## Work to be completed
After finding the line with "impl fmt::Display for" in the data below, set down exactly each line through the one with "#[derive(Debug, Clone, PartialEq, Eq)]", inclusive, and stop there.

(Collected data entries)

◇ ◇ ◇ ◇ ◇ ◇ ◇

//! Project configuration (dtsx.toml) parsing and types.

use serde::Deserialize;
use std::fs;
use std::path::{Path, PathBuf};
use thiserror::Error;

/// Default configuration file name, looked up in the working directory.
pub const CONFIG_FILE: &str = "dtsx.toml";

#[derive(Debug, Error)]
pub enum ConfigError {
    #[error("failed to read config file {path}: {source}")]
    Read {
        path: PathBuf,
        #[source]
        source: std::io::Error,
    },
    #[error("invalid config file {path}: {source}")]
    Parse {
        path: PathBuf,
        #[source]
        source: toml::de::Error,
    },
}

/// Root configuration structure for dtsx.toml.
#[derive(Debug, Clone, Deserialize, Default)]
pub struct DtsxConfig {
    /// Declaration generation settings.
    #[serde(default)]
    pub dts: DtsConfig,
}

/// The `[dts]` section.
#[derive(Debug, Clone, Deserialize, Default)]
pub struct DtsConfig {
    /// Base directory that relative `root` and `outdir` are resolved against.
    pub cwd: Option<String>,
    /// Source root; entrypoints are matched under it.
    pub root: Option<String>,
    /// Glob patterns, relative to `root`.
    pub entrypoints: Option<Vec<String>>,
    /// Output directory for generated `.d.ts` files.
    pub outdir: Option<String>,
    /// Remove the output directory before generating.
    pub clean: Option<bool>,
    /// Emit doc comments attached to declarations.
    pub keep_comments: Option<bool>,
}

impl DtsxConfig {
    /// Load configuration from dtsx.toml in the current directory.
    /// Returns the default configuration if the file doesn't exist.
    pub fn load() -> Result<Self, ConfigError> {
        let path = Path::new(CONFIG_FILE);
        if !path.exists() {
            return Ok(Self::default());
        }
        Self::load_from_path(path)
    }

    /// Load configuration from a specific path.
    pub fn load_from_path(path: &Path) -> Result<Self, ConfigError> {
        let content = fs::read_to_string(path).map_err(|source| ConfigError::Read {
            path: path.to_path_buf(),
            source,
        })?;
        Self::parse(&content).map_err(|source| ConfigError::Parse {
            path: path.to_path_buf(),
            source,
        })
    }

    /// Parse configuration from a TOML string.
    pub fn parse(content: &str) -> Result<Self, toml::de::Error> {
        toml::from_str(content)
    }
}

impl DtsConfig {
    /// Get the base directory, defaulting to the process working directory.
    pub fn cwd(&self) -> PathBuf {
        PathBuf::from(self.cwd.as_deref().unwrap_or("."))
    }

    /// Get the source root resolved against `cwd`, defaulting to "./src".
    pub fn root(&self) -> PathBuf {
        self.cwd().join(self.root.as_deref().unwrap_or("./src"))
    }

    /// Get the entrypoint patterns (default: every `.ts` file under root).
    pub fn entrypoints(&self) -> Vec<String> {
        self.entrypoints
            .clone()
            .unwrap_or_else(|| vec!["**/*.ts".to_string()])
    }

    /// Get the output directory resolved against `cwd`, defaulting to "./dist".
    pub fn outdir(&self) -> PathBuf {
        self.cwd().join(self.outdir.as_deref().unwrap_or("./dist"))
    }

    /// Get whether the output directory is cleaned first (default: false).
    pub fn clean(&self) -> bool {
        self.clean.unwrap_or(false)
    }

    /// Get whether doc comments are kept (default: true).
    pub fn keep_comments(&self) -> bool {
        self.keep_comments.unwrap_or(true)
    }
}
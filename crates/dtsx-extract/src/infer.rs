//! Literal classification for constants written without a type annotation.
//!
//! This is deliberately flat: only top-level property values are looked at,
//! and anything that is not an obvious literal is [`Inferred::Unknown`].

use std::collections::BTreeSet;
use std::fmt;

use crate::lexer::{find_top_level, strip_trailing_comment, tokenize, TokenKind};

/// The kind inferred for a single value.
#[derive(Debug, Clone, Copy, PartialEq, Eq, PartialOrd, Ord, Hash)]
pub enum Inferred {
    String,
    Boolean,
    Number,
    Unknown,
}

impl Inferred {
    /// The type keyword emitted for this kind.
    pub fn keyword(self) -> &'static str {
        match self {
            Inferred::String => "string",
            Inferred::Boolean => "boolean",
            Inferred::Number => "number",
            Inferred::Unknown => "any",
        }
    }

    /// `{ [key: string]: <kind> }`
    pub fn index_signature(self) -> String {
        format!("{{ [key: string]: {} }}", self.keyword())
    }
}

impl fmt::Display for Inferred {
    fn fmt(&self, f: &mut fmt::Formatter<'_>) -> fmt::Result {
        f.write_str(self.keyword())
    }
}

/// A property of an object literal, split at its first top-level colon.
#[derive(Debug, Clone, PartialEq, Eq)]
pub struct Property<'a> {
    pub key: &'a str,
    pub value: &'a str,
}

impl<'a> Property<'a> {
    /// Split `line` into key and value. Colons inside strings, nested
    /// brackets and parameter lists do not count.
    pub fn split(line: &'a str) -> Option<Self> {
        let tokens = tokenize(line);
        let colon = find_top_level(&tokens, 0, |k| *k == TokenKind::Colon)?;
        let start = tokens[colon].start;
        let key = line[..start].trim();
        if key.is_empty() {
            return None;
        }
        Some(Self {
            key,
            value: line[tokens[colon].end..].trim(),
        })
    }

    pub fn kind(&self) -> Inferred {
        classify_value(self.value)
    }
}

/// Classify a value fragment such as `'value',` or `1000`.
pub fn classify_value(value: &str) -> Inferred {
    let value = value.trim().trim_end_matches([',', ';']).trim_end();
    if value.starts_with('\'') || value.starts_with('"') || value.starts_with('`') {
        Inferred::String
    } else if value == "true" || value == "false" {
        Inferred::Boolean
    } else if is_numeric(value) {
        Inferred::Number
    } else {
        Inferred::Unknown
    }
}

fn is_numeric(value: &str) -> bool {
    let digits = value
        .strip_prefix('-')
        .or_else(|| value.strip_prefix('+'))
        .unwrap_or(value);
    if digits == "Infinity" {
        return true;
    }

    let radix = [("0x", 16), ("0X", 16), ("0o", 8), ("0O", 8), ("0b", 2), ("0B", 2)]
        .into_iter()
        .find_map(|(prefix, radix)| digits.strip_prefix(prefix).map(|rest| (rest, radix)));
    if let Some((rest, radix)) = radix {
        return !rest.is_empty() && rest.chars().all(|c| c == '_' || c.is_digit(radix));
    }

    // Reject the spellings `f64::from_str` accepts but a TS literal cannot be.
    if !digits.starts_with(|c: char| c.is_ascii_digit() || c == '.')
        || !digits
            .chars()
            .all(|c| c.is_ascii_digit() || matches!(c, '.' | 'e' | 'E' | '+' | '-' | '_'))
    {
        return false;
    }
    digits.replace('_', "").parse::<f64>().is_ok()
}

/// Synthesize an index-signature type for the given object body lines.
///
/// Only lines at the top nesting level of the object are classified; lines
/// inside nested objects and arrays are skipped, and the property that opens
/// them counts as unknown. A body with no classifiable property, or with
/// more than one kind, falls back to `any`.
pub fn infer_index_signature<'a>(lines: impl IntoIterator<Item = &'a str>) -> String {
    let mut kinds = BTreeSet::new();
    let mut depth = 0i32;

    for line in lines {
        let line = line.trim();
        if line.is_empty() || is_comment_line(line) {
            continue;
        }
        let line = strip_trailing_comment(line);
        if depth == 0 {
            let kind = Property::split(line)
                .map(|prop| prop.kind())
                .unwrap_or(Inferred::Unknown);
            kinds.insert(kind);
        }
        depth += tokenize(line)
            .iter()
            .map(|t| match t.kind {
                TokenKind::LBrace | TokenKind::LBracket | TokenKind::LParen => 1,
                TokenKind::RBrace | TokenKind::RBracket | TokenKind::RParen => -1,
                _ => 0,
            })
            .sum::<i32>();
    }

    let kind = match kinds.len() {
        1 => kinds.into_iter().next().unwrap_or(Inferred::Unknown),
        _ => Inferred::Unknown,
    };
    kind.index_signature()
}

pub(crate) fn is_comment_line(line: &str) -> bool {
    line.starts_with("/*") || line.starts_with('*') || line.starts_with("//")
}

#[cfg(test)]
mod tests {
    use super::*;

    #[test]
    fn test_classify_literals() {
        assert_eq!(classify_value("'value',"), Inferred::String);
        assert_eq!(classify_value("\"value\""), Inferred::String);
        assert_eq!(classify_value("`tpl ${x}`"), Inferred::String);
        assert_eq!(classify_value("true,"), Inferred::Boolean);
        assert_eq!(classify_value("false"), Inferred::Boolean);
        assert_eq!(classify_value("1000,"), Inferred::Number);
        assert_eq!(classify_value("-1.5e3"), Inferred::Number);
        assert_eq!(classify_value("0xff"), Inferred::Number);
        assert_eq!(classify_value("1_000"), Inferred::Number);
        assert_eq!(classify_value("Infinity"), Inferred::Number);
    }

    #[test]
    fn test_classify_unknown() {
        assert_eq!(classify_value("someFn(),"), Inferred::Unknown);
        assert_eq!(classify_value("{"), Inferred::Unknown);
        assert_eq!(classify_value("[1, 2]"), Inferred::Unknown);
        assert_eq!(classify_value("inf"), Inferred::Unknown);
        assert_eq!(classify_value("NaN"), Inferred::Unknown);
        assert_eq!(classify_value(""), Inferred::Unknown);
        assert_eq!(classify_value("0x"), Inferred::Unknown);
    }

    #[test]
    fn test_property_split_ignores_colons_in_strings() {
        let prop = Property::split("'a:b': 'c:d',").unwrap();
        assert_eq!(prop.key, "'a:b'");
        assert_eq!(prop.value, "'c:d',");
        assert_eq!(prop.kind(), Inferred::String);
    }

    #[test]
    fn test_property_split_without_colon() {
        assert!(Property::split("},").is_none());
        assert!(Property::split("...rest,").is_none());
        assert!(Property::split("onError(error: Error) {").is_none());
    }

    #[test]
    fn test_single_kind_signature() {
        let sig = infer_index_signature(["a: 'x',", "b: \"y\",", "c: `z`"]);
        assert_eq!(sig, "{ [key: string]: string }");
    }

    #[test]
    fn test_mixed_kinds_fall_back_to_any() {
        let sig = infer_index_signature(["a: 'x',", "b: 1,"]);
        assert_eq!(sig, "{ [key: string]: any }");
    }

    #[test]
    fn test_empty_body_is_any() {
        assert_eq!(infer_index_signature(Vec::<&str>::new()), "{ [key: string]: any }");
    }

    #[test]
    fn test_nested_values_are_not_recursed() {
        let sig = infer_index_signature(["inner: {", "  a: 1,", "  b: 2,", "},"]);
        assert_eq!(sig, "{ [key: string]: any }");

        let sig = infer_index_signature(["a: 1,", "b: [", "  'x',", "],", "c: 3"]);
        assert_eq!(sig, "{ [key: string]: any }");

        let sig = infer_index_signature(["a: true, // first", "// note: ignored", "b: false"]);
        assert_eq!(sig, "{ [key: string]: boolean }");
    }
}
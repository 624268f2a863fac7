//! Great-circle distance on the mean Earth sphere

/// Mean Earth radius in meters
const EARTH_RADIUS_M: f64 = 6_371_000.0;

/// Haversine distance in meters between two coordinates given in decimal
/// degrees.
///
/// The reference heuristic only requires a standard geodesic distance; the
/// spherical haversine formula is used here and differs from an ellipsoidal
/// model by well under a percent, which is inside the tolerance of the
/// velocity threshold it feeds.
pub fn haversine_distance_m(lat1: f64, lon1: f64, lat2: f64, lon2: f64) -> f64 {
    let phi1 = lat1.to_radians();
    let phi2 = lat2.to_radians();
    let dphi = (lat2 - lat1).to_radians();
    let dlambda = (lon2 - lon1).to_radians();

    let a = (dphi / 2.0).sin().powi(2) + phi1.cos() * phi2.cos() * (dlambda / 2.0).sin().powi(2);
    let c = 2.0 * a.sqrt().asin();

    EARTH_RADIUS_M * c
}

◇ ◇ ◇ ◇ ◇ ◇ ◇

## Answer below
impl fmt::Display for Inferred {
    fn fmt(&self, f: &mut fmt::Formatter<'_>) -> fmt::Result {
        f.write_str(self.keyword())
    }
}

/// A property of an object literal, split at its first top-level colon.
#[derive(Debug, Clone, PartialEq, Eq)]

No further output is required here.